----- Excerpted records

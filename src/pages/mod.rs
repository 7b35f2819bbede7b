//! The ordered page sequence and its active-page cursor

mod page;

pub use page::{Page, PageId, PageSnapshot};

use rustc_hash::FxHashMap;

use crate::content::{DocumentStats, Fragment};
use crate::error::ReflowError;

/// Separator placed between page contents when the document is reassembled
pub const PAGE_JOINER: &str = "\n";

/// Ordered, mutable collection of pages plus the active page.
///
/// Readers get shared access; every mutation goes through
/// [`ReflowController`](crate::reflow::ReflowController).
#[derive(Debug, Clone)]
pub struct PageSequence {
    pages: Vec<Page>,
    /// Maps page ID to its index in `pages`
    positions: FxHashMap<PageId, usize>,
    active: PageId,
    next_id: u64,
}

impl Default for PageSequence {
    fn default() -> Self {
        Self::from_fragment(Fragment::default())
    }
}

impl PageSequence {
    /// A single page holding the whole initial document
    pub fn new(initial: &str) -> Self {
        Self::from_fragment(Fragment::parse(initial))
    }

    pub fn from_fragment(content: Fragment) -> Self {
        let first = PageId(1);
        let mut sequence = Self {
            pages: vec![Page::new(first, content)],
            positions: FxHashMap::default(),
            active: first,
            next_id: 2,
        };
        sequence.reindex();
        sequence
    }

    /// Get page count
    pub fn len(&self) -> usize {
        self.pages.len()
    }

    /// A sequence always holds at least one page
    pub fn is_empty(&self) -> bool {
        self.pages.is_empty()
    }

    pub fn pages(&self) -> &[Page] {
        &self.pages
    }

    pub fn iter(&self) -> impl Iterator<Item = &Page> + '_ {
        self.pages.iter()
    }

    pub fn ids(&self) -> Vec<PageId> {
        self.pages.iter().map(Page::id).collect()
    }

    pub fn get(&self, id: PageId) -> Option<&Page> {
        self.position(id).map(|pos| &self.pages[pos])
    }

    /// Index of a page in sequence order
    pub fn position(&self, id: PageId) -> Option<usize> {
        self.positions.get(&id).copied()
    }

    pub fn contains(&self, id: PageId) -> bool {
        self.positions.contains_key(&id)
    }

    pub fn first(&self) -> &Page {
        &self.pages[0]
    }

    pub fn last(&self) -> &Page {
        &self.pages[self.pages.len() - 1]
    }

    pub fn is_first(&self, id: PageId) -> bool {
        self.position(id) == Some(0)
    }

    pub fn is_last(&self, id: PageId) -> bool {
        self.position(id) == Some(self.pages.len() - 1)
    }

    /// Get next page after given one
    pub fn next(&self, id: PageId) -> Option<PageId> {
        let pos = self.position(id)?;
        self.pages.get(pos + 1).map(Page::id)
    }

    /// Get previous page before given one
    pub fn prev(&self, id: PageId) -> Option<PageId> {
        let pos = self.position(id)?;
        pos.checked_sub(1).map(|p| self.pages[p].id)
    }

    pub fn active_page_id(&self) -> PageId {
        self.active
    }

    pub fn active_page(&self) -> &Page {
        // `active` is kept pointing at a live page by every mutation
        self.get(self.active).unwrap_or_else(|| self.first())
    }

    pub fn snapshot(&self) -> Vec<PageSnapshot> {
        self.pages.iter().map(PageSnapshot::from).collect()
    }

    /// Reassemble the document markup
    pub fn document_content(&self) -> String {
        self.pages
            .iter()
            .map(Page::markup)
            .collect::<Vec<_>>()
            .join(PAGE_JOINER)
    }

    /// Reassemble the document text with markup stripped
    pub fn plain_text(&self) -> String {
        self.pages
            .iter()
            .map(|page| page.content.plain_text())
            .collect::<Vec<_>>()
            .join(PAGE_JOINER)
    }

    pub fn stats(&self) -> DocumentStats {
        DocumentStats::from_text(&self.plain_text())
    }

    /// Replace a page's content. Returns whether anything changed.
    pub(crate) fn set_content(
        &mut self,
        id: PageId,
        content: Fragment,
    ) -> Result<bool, ReflowError> {
        let pos = self
            .position(id)
            .ok_or_else(|| ReflowError::invalid(id, "no such page"))?;
        let page = &mut self.pages[pos];
        if page.content == content {
            return Ok(false);
        }
        page.content = content;
        Ok(true)
    }

    /// Insert a new page directly after `after`
    pub(crate) fn insert_after(
        &mut self,
        after: PageId,
        content: Fragment,
    ) -> Result<PageId, ReflowError> {
        let pos = self
            .position(after)
            .ok_or_else(|| ReflowError::invalid(after, "cannot insert after a missing page"))?;
        let id = PageId(self.next_id);
        self.next_id += 1;
        self.pages.insert(pos + 1, Page::new(id, content));
        self.reindex();
        Ok(id)
    }

    /// Remove a page. The active page moves to the nearest survivor,
    /// preferring the one before.
    pub(crate) fn remove(&mut self, id: PageId) -> Result<Page, ReflowError> {
        let pos = self
            .position(id)
            .ok_or_else(|| ReflowError::invalid(id, "no such page"))?;
        if self.pages.len() <= 1 {
            return Err(ReflowError::invalid(id, "cannot remove the only page"));
        }

        let removed = self.pages.remove(pos);
        if self.active == id {
            let survivor = pos.saturating_sub(1).min(self.pages.len() - 1);
            self.active = self.pages[survivor].id;
        }
        self.reindex();
        Ok(removed)
    }

    pub(crate) fn set_active(&mut self, id: PageId) -> Result<(), ReflowError> {
        if !self.contains(id) {
            return Err(ReflowError::invalid(id, "cannot activate a missing page"));
        }
        self.active = id;
        Ok(())
    }

    fn reindex(&mut self) {
        self.positions.clear();
        for (pos, page) in self.pages.iter().enumerate() {
            self.positions.insert(page.id, pos);
        }
        debug_assert_eq!(self.positions.len(), self.pages.len(), "duplicate page id");
        debug_assert!(self.positions.contains_key(&self.active), "dangling active page");
    }
}

#[cfg(test)]
mod tests {
    use super::*;

    fn three_pages() -> (PageSequence, PageId, PageId, PageId) {
        let mut pages = PageSequence::new("one");
        let a = pages.first().id();
        let b = pages.insert_after(a, Fragment::parse("two")).unwrap();
        let c = pages.insert_after(b, Fragment::parse("three")).unwrap();
        (pages, a, b, c)
    }

    #[test]
    fn test_new_sequence() {
        let pages = PageSequence::new("Hello");
        assert_eq!(pages.len(), 1);
        assert_eq!(pages.active_page_id(), pages.first().id());
        assert_eq!(pages.document_content(), "Hello");
    }

    #[test]
    fn test_insert_keeps_order() {
        let (mut pages, a, b, c) = three_pages();
        let d = pages.insert_after(a, Fragment::parse("between")).unwrap();
        assert_eq!(pages.ids(), vec![a, d, b, c]);
        assert_eq!(pages.document_content(), "one\nbetween\ntwo\nthree");
    }

    #[test]
    fn test_next_prev() {
        let (pages, a, b, c) = three_pages();
        assert_eq!(pages.next(a), Some(b));
        assert_eq!(pages.next(c), None);
        assert_eq!(pages.prev(a), None);
        assert_eq!(pages.prev(c), Some(b));
        assert!(pages.is_first(a));
        assert!(pages.is_last(c));
    }

    #[test]
    fn test_remove_moves_active_to_previous() {
        let (mut pages, a, b, c) = three_pages();
        pages.set_active(b).unwrap();
        pages.remove(b).unwrap();
        assert_eq!(pages.active_page_id(), a);
        assert_eq!(pages.ids(), vec![a, c]);

        pages.set_active(a).unwrap();
        pages.remove(a).unwrap();
        assert_eq!(pages.active_page_id(), c);
    }

    #[test]
    fn test_cannot_remove_only_page() {
        let mut pages = PageSequence::new("x");
        let id = pages.first().id();
        assert!(matches!(
            pages.remove(id),
            Err(ReflowError::InvalidOperation { .. })
        ));
        assert_eq!(pages.len(), 1);
    }

    #[test]
    fn test_set_content_reports_change() {
        let (mut pages, a, _, _) = three_pages();
        assert!(!pages.set_content(a, Fragment::parse("one")).unwrap());
        assert!(pages.set_content(a, Fragment::parse("uno")).unwrap());
        assert!(pages.set_content(PageId(99), Fragment::default()).is_err());
    }

    #[test]
    fn test_stats_span_pages() {
        let (pages, _, _, _) = three_pages();
        let stats = pages.stats();
        assert_eq!(stats.word_count, 3);
        assert_eq!(pages.plain_text(), "one\ntwo\nthree");
    }
}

----------

[Exercise description] For an answer, give a copy of every line in the listing that holds the word "usize".

[Exercise result]
    positions: FxHashMap<PageId, usize>,
    pub fn len(&self) -> usize {
    pub fn position(&self, id: PageId) -> Option<usize> {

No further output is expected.